SOURCE RECORDS =>
#![expect(
    clippy::tests_outside_test_module,
    reason = "integration tests are only compiled in test mode"
)]

// Integration tests that require a local Ollama instance with both models pulled
// Run with: cargo test --test integration_ollama -- --ignored

use safety_rag::config::OllamaConfig;
use safety_rag::embeddings::{Embedder, OllamaClient};
use safety_rag::generation::{TextGenerator, extract_sql, validate_sql};
use std::env;
use std::time::Duration;
use tracing::info;

fn create_integration_test_client() -> OllamaClient {
    let defaults = OllamaConfig::default();
    let config = OllamaConfig {
        host: env::var("OLLAMA_HOST").unwrap_or_else(|_| defaults.host.clone()),
        port: env::var("OLLAMA_PORT")
            .ok()
            .and_then(|p| p.parse().ok())
            .unwrap_or(defaults.port),
        embedding_model: env::var("OLLAMA_EMBEDDING_MODEL")
            .unwrap_or_else(|_| defaults.embedding_model.clone()),
        generation_model: env::var("OLLAMA_GENERATION_MODEL")
            .unwrap_or_else(|_| defaults.generation_model.clone()),
        ..defaults
    };

    OllamaClient::new(&config)
        .expect("Failed to create Ollama client")
        .with_timeout(Duration::from_secs(120))
        .with_retry_attempts(3)
}

fn init_test_tracing() {
    tracing_subscriber::fmt()
        .with_env_filter("debug")
        .with_test_writer()
        .try_init()
        .ok();
}

fn cosine(a: &[f32], b: &[f32]) -> f32 {
    let dot: f32 = a.iter().zip(b).map(|(x, y)| x * y).sum();
    let norm = |v: &[f32]| v.iter().map(|x| x * x).sum::<f32>().sqrt();
    dot / (norm(a) * norm(b))
}

#[test]
#[ignore = "requires a local Ollama instance"]
fn real_ollama_health_check() {
    init_test_tracing();
    let client = create_integration_test_client();

    let result = client.health_check();
    assert!(result.is_ok(), "Health check should succeed: {:?}", result);
}

#[test]
#[ignore = "requires a local Ollama instance"]
fn real_embedding_dimension_matches_config() {
    init_test_tracing();
    let client = create_integration_test_client();

    let vector = client
        .embed("Chute de hauteur depuis une échelle")
        .expect("embedding should succeed");
    assert_eq!(vector.len(), client.dimension());
}

#[test]
#[ignore = "requires a local Ollama instance"]
fn real_embeddings_rank_related_incidents_closer() {
    init_test_tracing();
    let client = create_integration_test_client();

    let query = client.embed("tombé d'une échelle").expect("should embed");
    let fall = client.embed("chute de hauteur").expect("should embed");
    let burn = client.embed("brûlure chimique").expect("should embed");

    let fall_similarity = cosine(&query, &fall);
    let burn_similarity = cosine(&query, &burn);
    info!("fall {} burn {}", fall_similarity, burn_similarity);
    assert!(fall_similarity > burn_similarity);
}

#[test]
#[ignore = "requires a local Ollama instance"]
fn real_generation_produces_safe_select() {
    init_test_tracing();
    let client = create_integration_test_client();

    let reply = client
        .generate(
            "Réponds uniquement avec une requête SQL PostgreSQL.\n\
             Table event(event_id integer, description text).\n\
             Question: combien d'événements ?",
        )
        .expect("generation should succeed");
    let sql = extract_sql(&reply);

    info!("Generated: {}", sql);
    assert!(validate_sql(&sql).is_ok(), "unsafe or non-SELECT SQL: {sql}");
}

TASK DIRECTIONS => Could you please find every line of the listing above holding the string "should" and copy it?

ANSWER TO THIS PROBLEM =>
    assert!(result.is_ok(), "Health check should succeed: {:?}", result);
        .expect("embedding should succeed");
    let query = client.embed("tombé d'une échelle").expect("should embed");
    let fall = client.embed("chute de hauteur").expect("should embed");
    let burn = client.embed("brûlure chimique").expect("should embed");
        .expect("generation should succeed");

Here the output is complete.